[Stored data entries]
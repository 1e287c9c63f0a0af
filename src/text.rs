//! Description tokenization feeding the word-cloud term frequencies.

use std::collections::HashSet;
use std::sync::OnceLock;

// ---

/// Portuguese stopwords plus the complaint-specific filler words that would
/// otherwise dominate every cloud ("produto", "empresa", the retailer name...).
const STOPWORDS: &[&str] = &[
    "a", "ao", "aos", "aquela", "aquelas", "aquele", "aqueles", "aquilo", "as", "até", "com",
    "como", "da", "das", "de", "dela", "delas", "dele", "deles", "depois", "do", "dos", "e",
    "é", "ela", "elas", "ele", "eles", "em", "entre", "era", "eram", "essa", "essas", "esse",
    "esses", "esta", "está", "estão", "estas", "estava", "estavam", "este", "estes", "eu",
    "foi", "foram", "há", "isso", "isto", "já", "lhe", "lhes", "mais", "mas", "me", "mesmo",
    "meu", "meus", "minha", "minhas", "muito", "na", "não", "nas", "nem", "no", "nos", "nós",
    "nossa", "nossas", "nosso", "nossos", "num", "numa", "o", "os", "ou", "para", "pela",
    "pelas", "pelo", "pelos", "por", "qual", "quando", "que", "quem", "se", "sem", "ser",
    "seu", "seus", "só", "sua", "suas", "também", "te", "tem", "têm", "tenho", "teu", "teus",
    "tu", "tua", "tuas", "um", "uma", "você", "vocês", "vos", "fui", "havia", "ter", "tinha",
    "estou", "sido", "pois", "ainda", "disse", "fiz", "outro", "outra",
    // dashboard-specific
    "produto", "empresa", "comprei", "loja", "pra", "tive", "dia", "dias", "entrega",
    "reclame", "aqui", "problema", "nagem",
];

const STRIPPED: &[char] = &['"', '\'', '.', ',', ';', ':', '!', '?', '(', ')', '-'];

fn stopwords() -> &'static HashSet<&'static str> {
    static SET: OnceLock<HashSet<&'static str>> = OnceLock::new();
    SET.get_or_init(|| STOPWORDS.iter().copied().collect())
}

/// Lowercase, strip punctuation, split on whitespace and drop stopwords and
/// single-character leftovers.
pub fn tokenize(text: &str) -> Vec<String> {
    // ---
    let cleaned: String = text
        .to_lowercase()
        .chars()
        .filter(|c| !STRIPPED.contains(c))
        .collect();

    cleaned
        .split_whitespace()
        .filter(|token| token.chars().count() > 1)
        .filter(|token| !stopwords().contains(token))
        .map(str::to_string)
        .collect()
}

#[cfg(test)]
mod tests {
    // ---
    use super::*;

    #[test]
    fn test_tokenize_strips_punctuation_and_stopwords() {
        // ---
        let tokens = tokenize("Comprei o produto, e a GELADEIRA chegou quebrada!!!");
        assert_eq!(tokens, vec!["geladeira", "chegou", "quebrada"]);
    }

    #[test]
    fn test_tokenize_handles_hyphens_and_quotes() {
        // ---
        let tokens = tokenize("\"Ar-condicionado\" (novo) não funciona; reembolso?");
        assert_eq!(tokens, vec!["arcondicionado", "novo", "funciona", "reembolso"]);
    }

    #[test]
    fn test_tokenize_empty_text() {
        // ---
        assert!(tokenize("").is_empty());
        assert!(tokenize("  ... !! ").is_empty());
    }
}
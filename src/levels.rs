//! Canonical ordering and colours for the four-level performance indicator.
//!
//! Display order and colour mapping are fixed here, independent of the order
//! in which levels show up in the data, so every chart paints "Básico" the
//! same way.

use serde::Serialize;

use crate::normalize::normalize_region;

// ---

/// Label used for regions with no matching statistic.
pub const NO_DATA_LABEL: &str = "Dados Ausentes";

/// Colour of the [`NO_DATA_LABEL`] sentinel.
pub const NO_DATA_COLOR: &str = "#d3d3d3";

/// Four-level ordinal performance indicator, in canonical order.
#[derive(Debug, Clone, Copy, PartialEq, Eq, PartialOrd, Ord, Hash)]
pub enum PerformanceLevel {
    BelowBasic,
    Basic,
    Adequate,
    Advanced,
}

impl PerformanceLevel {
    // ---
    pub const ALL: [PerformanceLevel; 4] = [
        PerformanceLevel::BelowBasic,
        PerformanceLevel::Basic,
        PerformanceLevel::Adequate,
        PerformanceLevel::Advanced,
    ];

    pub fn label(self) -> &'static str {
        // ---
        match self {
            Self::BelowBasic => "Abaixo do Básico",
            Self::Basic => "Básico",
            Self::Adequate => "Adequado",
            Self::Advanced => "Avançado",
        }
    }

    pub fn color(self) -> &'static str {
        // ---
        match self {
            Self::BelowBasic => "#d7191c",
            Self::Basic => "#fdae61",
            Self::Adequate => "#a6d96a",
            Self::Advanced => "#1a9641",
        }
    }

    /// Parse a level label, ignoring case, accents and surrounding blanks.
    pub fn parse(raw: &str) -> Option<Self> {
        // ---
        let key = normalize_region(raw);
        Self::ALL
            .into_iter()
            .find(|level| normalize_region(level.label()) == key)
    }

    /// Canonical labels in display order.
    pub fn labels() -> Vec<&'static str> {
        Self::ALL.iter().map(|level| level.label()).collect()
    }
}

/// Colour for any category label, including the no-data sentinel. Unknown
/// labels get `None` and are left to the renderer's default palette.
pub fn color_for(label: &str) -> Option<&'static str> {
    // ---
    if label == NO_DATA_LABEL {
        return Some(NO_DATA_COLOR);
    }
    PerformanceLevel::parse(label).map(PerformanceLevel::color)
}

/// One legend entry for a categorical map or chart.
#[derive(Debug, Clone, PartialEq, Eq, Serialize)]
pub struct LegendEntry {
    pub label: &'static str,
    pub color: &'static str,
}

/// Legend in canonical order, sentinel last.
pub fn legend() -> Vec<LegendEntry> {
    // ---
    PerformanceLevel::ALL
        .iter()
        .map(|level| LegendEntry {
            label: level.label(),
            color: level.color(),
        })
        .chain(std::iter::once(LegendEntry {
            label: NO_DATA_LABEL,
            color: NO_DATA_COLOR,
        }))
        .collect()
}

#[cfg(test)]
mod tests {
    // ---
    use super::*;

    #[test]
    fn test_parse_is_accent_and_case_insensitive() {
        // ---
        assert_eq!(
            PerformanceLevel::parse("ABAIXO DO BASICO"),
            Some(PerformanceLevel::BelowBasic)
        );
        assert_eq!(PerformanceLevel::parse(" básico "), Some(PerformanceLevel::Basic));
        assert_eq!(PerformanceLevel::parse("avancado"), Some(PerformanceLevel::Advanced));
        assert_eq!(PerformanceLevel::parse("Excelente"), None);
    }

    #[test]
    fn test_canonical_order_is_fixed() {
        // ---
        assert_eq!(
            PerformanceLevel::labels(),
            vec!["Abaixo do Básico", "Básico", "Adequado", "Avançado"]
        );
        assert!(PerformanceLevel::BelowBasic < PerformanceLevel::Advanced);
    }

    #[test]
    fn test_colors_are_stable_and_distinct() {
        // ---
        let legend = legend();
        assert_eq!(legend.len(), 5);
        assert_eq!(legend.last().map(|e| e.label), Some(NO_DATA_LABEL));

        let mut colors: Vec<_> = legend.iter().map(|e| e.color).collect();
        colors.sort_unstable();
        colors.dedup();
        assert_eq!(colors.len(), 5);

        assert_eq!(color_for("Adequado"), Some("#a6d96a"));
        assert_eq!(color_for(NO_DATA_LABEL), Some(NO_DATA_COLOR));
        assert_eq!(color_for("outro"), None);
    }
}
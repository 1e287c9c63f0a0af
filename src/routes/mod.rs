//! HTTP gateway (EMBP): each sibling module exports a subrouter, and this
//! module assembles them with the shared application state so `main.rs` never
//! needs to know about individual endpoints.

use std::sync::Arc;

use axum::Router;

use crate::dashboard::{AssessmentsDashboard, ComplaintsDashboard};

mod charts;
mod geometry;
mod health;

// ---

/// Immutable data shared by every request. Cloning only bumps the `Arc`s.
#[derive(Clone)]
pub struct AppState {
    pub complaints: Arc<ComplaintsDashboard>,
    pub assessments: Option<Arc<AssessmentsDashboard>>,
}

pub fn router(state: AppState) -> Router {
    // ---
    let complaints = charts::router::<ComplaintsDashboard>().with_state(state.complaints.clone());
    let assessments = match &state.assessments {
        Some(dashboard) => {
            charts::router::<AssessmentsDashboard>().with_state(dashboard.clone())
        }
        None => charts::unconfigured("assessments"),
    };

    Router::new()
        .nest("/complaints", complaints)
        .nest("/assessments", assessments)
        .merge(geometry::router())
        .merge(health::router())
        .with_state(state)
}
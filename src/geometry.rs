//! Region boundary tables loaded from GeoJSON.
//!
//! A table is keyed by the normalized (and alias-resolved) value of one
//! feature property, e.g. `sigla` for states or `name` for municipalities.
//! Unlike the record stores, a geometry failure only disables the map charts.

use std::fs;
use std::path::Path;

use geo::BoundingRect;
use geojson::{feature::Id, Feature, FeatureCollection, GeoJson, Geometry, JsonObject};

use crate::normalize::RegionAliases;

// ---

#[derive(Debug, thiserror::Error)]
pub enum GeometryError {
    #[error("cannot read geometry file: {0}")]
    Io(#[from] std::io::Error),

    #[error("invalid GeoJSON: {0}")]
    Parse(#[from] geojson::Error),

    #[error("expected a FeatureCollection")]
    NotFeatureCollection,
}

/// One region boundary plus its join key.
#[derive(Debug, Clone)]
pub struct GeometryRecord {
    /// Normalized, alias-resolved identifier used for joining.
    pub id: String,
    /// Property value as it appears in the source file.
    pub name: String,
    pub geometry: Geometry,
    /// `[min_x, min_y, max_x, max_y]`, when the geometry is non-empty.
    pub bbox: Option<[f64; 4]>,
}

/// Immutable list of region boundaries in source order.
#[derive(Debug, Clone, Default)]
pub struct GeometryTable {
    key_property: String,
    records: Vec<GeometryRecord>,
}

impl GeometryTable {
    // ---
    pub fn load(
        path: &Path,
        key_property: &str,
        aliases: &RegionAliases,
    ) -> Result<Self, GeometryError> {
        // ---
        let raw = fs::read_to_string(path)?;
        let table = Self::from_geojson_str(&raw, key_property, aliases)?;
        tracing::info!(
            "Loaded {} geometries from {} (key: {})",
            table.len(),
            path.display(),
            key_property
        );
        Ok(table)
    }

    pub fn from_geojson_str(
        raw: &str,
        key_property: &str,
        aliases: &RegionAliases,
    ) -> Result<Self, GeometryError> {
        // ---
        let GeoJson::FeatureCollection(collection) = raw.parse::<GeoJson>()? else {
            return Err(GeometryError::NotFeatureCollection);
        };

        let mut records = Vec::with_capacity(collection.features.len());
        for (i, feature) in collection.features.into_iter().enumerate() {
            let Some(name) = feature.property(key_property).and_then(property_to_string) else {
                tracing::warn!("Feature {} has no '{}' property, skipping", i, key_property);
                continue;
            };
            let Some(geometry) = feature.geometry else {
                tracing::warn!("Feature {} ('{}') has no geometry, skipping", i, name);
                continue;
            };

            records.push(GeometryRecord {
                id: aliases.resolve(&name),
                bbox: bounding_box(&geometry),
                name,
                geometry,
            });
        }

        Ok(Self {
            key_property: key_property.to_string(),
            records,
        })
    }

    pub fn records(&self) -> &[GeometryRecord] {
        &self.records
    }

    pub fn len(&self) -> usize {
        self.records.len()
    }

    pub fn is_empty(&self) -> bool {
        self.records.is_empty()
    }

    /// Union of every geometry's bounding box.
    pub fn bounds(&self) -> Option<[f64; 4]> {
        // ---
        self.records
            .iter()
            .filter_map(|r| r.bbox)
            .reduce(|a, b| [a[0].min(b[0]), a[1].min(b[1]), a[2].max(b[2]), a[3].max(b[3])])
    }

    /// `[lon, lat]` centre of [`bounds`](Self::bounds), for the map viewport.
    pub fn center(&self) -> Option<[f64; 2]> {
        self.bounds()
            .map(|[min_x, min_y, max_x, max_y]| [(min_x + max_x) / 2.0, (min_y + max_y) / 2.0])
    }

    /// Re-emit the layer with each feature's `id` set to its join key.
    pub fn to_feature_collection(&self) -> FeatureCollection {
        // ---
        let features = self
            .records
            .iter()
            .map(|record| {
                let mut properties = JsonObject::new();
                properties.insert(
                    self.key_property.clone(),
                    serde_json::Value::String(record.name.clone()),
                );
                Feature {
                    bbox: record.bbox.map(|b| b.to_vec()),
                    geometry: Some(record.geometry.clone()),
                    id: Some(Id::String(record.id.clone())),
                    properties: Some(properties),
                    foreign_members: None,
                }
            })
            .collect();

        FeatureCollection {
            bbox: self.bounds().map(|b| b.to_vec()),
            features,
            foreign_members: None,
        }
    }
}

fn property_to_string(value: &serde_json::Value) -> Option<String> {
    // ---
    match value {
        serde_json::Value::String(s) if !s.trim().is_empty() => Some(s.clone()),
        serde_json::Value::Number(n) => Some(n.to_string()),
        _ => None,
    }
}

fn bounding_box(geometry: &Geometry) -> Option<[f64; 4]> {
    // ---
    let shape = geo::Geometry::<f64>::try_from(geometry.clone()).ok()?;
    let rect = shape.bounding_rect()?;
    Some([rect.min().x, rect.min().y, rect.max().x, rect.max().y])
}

**Problem requirements**
The count of lines above that contain "tokens" is all that should be given.

**Response area**
4